The country's biggest lender to small and medium businesses said on Monday that lower bad-debt charges in Australia were a key force behind a 9 per cent annual bounce in June-quarter profits.
After ANZ last week triggered a vicious sell-off in banks when it raised capital and lifted provisions for soured loans, NAB figures suggested these problem were not industry-wide. NAB, ANZ Bank, Westpac and Commonwealth Bank shares all rose at least 1 per cent.
However, NAB also underlined the competitive pressure on profits, with the bank reporting a squeeze on margins and soft revenue growth.
NAB's full-year profits will also be dragged down by the bank booking up to ₤500 million ($1.05 billion) in provisions relating to misconduct in its British arm – though this will come from money that has already been set aside for that purpose.
In contrast to a soft update from ANZ last week, NAB's trading update said charges for bad and doubtful debts fell 15 per cent to $193 million in the quarter.
CBA equities analyst Victor German said the information provided by NAB did not point to an industry-wide lift in bad debts.
"NAB is the biggest SME [small-to-medium enterprise] lender in the country, and their credit-quality metrics have actually improved in the quarter," Mr German said.
"I think a lot of the concerns that we've seen with ANZ could be due to a deterioration within a small part of their book or could be specific to ANZ, but it does not seem to be a material sector issue at the moment."
The managing director of White Funds Management, Angus Gluskie, said the NAB data suggested bad debts were "under control at this stage".
"It gives people a level of comfort," he said.
NAB's revenue rose 4 per cent in its third quarter, while expenses grew a similar amount. After accounting for several one-off gains, revenue growth was 2 per cent, a sign of the softer environment facing banks.
"It tells us that although the growth has slowed from high rates of the past few years, there still is a level of growth and it's not as though the banks are experiencing negative conditions at this stage," Mr Gluskie said.
NAB said stiff competition had led to a decline in its net interest margin – a gauge of how much banks are paying for funds compared with what they charge for loans. Margins have been crunched as lenders fight to win loan customers, a key reason bank profit growth is expected to grow more slowly.
Since NAB chief executive Andrew Thorburn began in the job in August 2014, he has put a key focus on selling its overseas "legacy" businesses in Britain and the United States, and investing in Australia.

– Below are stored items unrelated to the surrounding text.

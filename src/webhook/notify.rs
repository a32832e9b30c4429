//! Deferred notification of webhook events that matched no local post.
//!
//! Entries accumulate while a single timer is pending. When it fires, the
//! whole batch goes to the `NotificationSink` in one call and the next entry
//! starts a new timer.

use std::sync::{Arc, Mutex, PoisonError};
use std::time::Duration;

use chrono::{DateTime, Utc};
use serde::Serialize;
use tracing::{debug, warn};

use crate::types::TopicId;

/// A webhook event that could not be matched to a local post.
#[derive(Debug, Clone, PartialEq, Eq, Serialize)]
pub struct UnresolvedTopic {
    pub topic_id: TopicId,
    pub title: String,
    pub received_at: DateTime<Utc>,
}

/// Receives batches of unresolved topics.
pub trait NotificationSink: Send + Sync + 'static {
    fn notify(&self, batch: Vec<UnresolvedTopic>);
}

/// Logs each batch as a warning.
#[derive(Debug, Clone, Copy, Default)]
pub struct TracingSink;

impl NotificationSink for TracingSink {
    fn notify(&self, batch: Vec<UnresolvedTopic>) {
        let topics: Vec<String> = batch
            .iter()
            .map(|e| format!("{} ({})", e.topic_id, e.title))
            .collect();
        warn!(
            count = batch.len(),
            topics = ?topics,
            "Webhook events received for topics with no local post"
        );
    }
}

#[derive(Default)]
struct Pending {
    entries: Vec<UnresolvedTopic>,
    timer_scheduled: bool,
}

struct NotifierInner {
    pending: Mutex<Pending>,
    sink: Arc<dyn NotificationSink>,
    delay: Duration,
}

impl NotifierInner {
    fn take(&self) -> Vec<UnresolvedTopic> {
        let mut pending = self.pending.lock().unwrap_or_else(PoisonError::into_inner);
        pending.timer_scheduled = false;
        std::mem::take(&mut pending.entries)
    }

    fn flush(&self) -> usize {
        let batch = self.take();
        let count = batch.len();
        if count > 0 {
            self.sink.notify(batch);
        }
        count
    }
}

/// Debounced batch notifier shared by every clone.
#[derive(Clone)]
pub struct DeferredNotifier {
    inner: Arc<NotifierInner>,
}

impl DeferredNotifier {
    pub fn new(sink: Arc<dyn NotificationSink>, delay: Duration) -> Self {
        DeferredNotifier {
            inner: Arc::new(NotifierInner {
                pending: Mutex::new(Pending::default()),
                sink,
                delay,
            }),
        }
    }

    /// Queues `entry`, starting the flush timer if none is pending.
    ///
    /// A topic already pending is kept once, with the latest title and
    /// arrival time.
    ///
    /// Outside a tokio runtime there is nothing to run the timer, so the
    /// entry is delivered immediately.
    pub fn record(&self, entry: UnresolvedTopic) {
        let start_timer = {
            let mut pending = self
                .inner
                .pending
                .lock()
                .unwrap_or_else(PoisonError::into_inner);
            match pending
                .entries
                .iter_mut()
                .find(|e| e.topic_id == entry.topic_id)
            {
                Some(existing) => *existing = entry,
                None => pending.entries.push(entry),
            }
            !std::mem::replace(&mut pending.timer_scheduled, true)
        };

        if !start_timer {
            return;
        }

        match tokio::runtime::Handle::try_current() {
            Ok(handle) => {
                let inner = Arc::clone(&self.inner);
                debug!(delay_secs = inner.delay.as_secs(), "Scheduled unresolved topic notification");
                handle.spawn(async move {
                    tokio::time::sleep(inner.delay).await;
                    inner.flush();
                });
            }
            Err(_) => {
                self.inner.flush();
            }
        }
    }

    /// Delivers everything pending now. Returns the number of entries sent.
    pub fn flush(&self) -> usize {
        self.inner.flush()
    }

    pub fn pending(&self) -> usize {
        self.inner
            .pending
            .lock()
            .unwrap_or_else(PoisonError::into_inner)
            .entries
            .len()
    }
}

impl std::fmt::Debug for DeferredNotifier {
    fn fmt(&self, f: &mut std::fmt::Formatter<'_>) -> std::fmt::Result {
        f.debug_struct("DeferredNotifier")
            .field("delay", &self.inner.delay)
            .field("pending", &self.pending())
            .finish_non_exhaustive()
    }
}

Mr Thorburn said the bank was making "substantial progress" with its plan to spin off up to 80 per cent of its British arm to shareholders and sell the rest to big investors, and it would provide more detail at its full-year results in October.
"We continue to make good progress addressing our legacy and low-returning assets to enable greater focus on building a stronger Australian and New Zealand business," Mr Thorburn said in a statement.
At its full-year results, NAB said it expected to book additional provision charges of up to ₤500 million ($1.05 billion), of which ₤290 million to ₤420 million relates to the mis-selling of insurance products, and ₤60 million to ₤80 million relates to interest rate hedging products.
These costs will take a bite out of its reported earnings, analysts said, but will not affect its capital or dividends.
That is because the provisions are already covered by ₤1.7 billion in capital that NAB has put aside to cover future misconduct charges against its British business, Clydesdale and Yorkshire.
Nonetheless, analysts said the provisions were a negative, given that the bank has said any money from the ₤1.7 billion that is not spent on compensation would be returns to NAB.
CBA's Mr German said of the provisions in Britain: "The part of the market that expected to get substantial write-backs from the ₤1.7 billion in capital would be somewhat disappointed by this development."
NAB shares rose 1.5 per cent to $33.32.
A key influence on bank shares this week is likely to be the Commonwealth Bank's profit result on Wednesday, at which it is tipped to raise capital from investors.
In response to a report from the The Australian Financial Review's Street Talk column that it was considering a $5 billion raising, CBA said it was working on "a number of options for managing capital" but no decision had been made.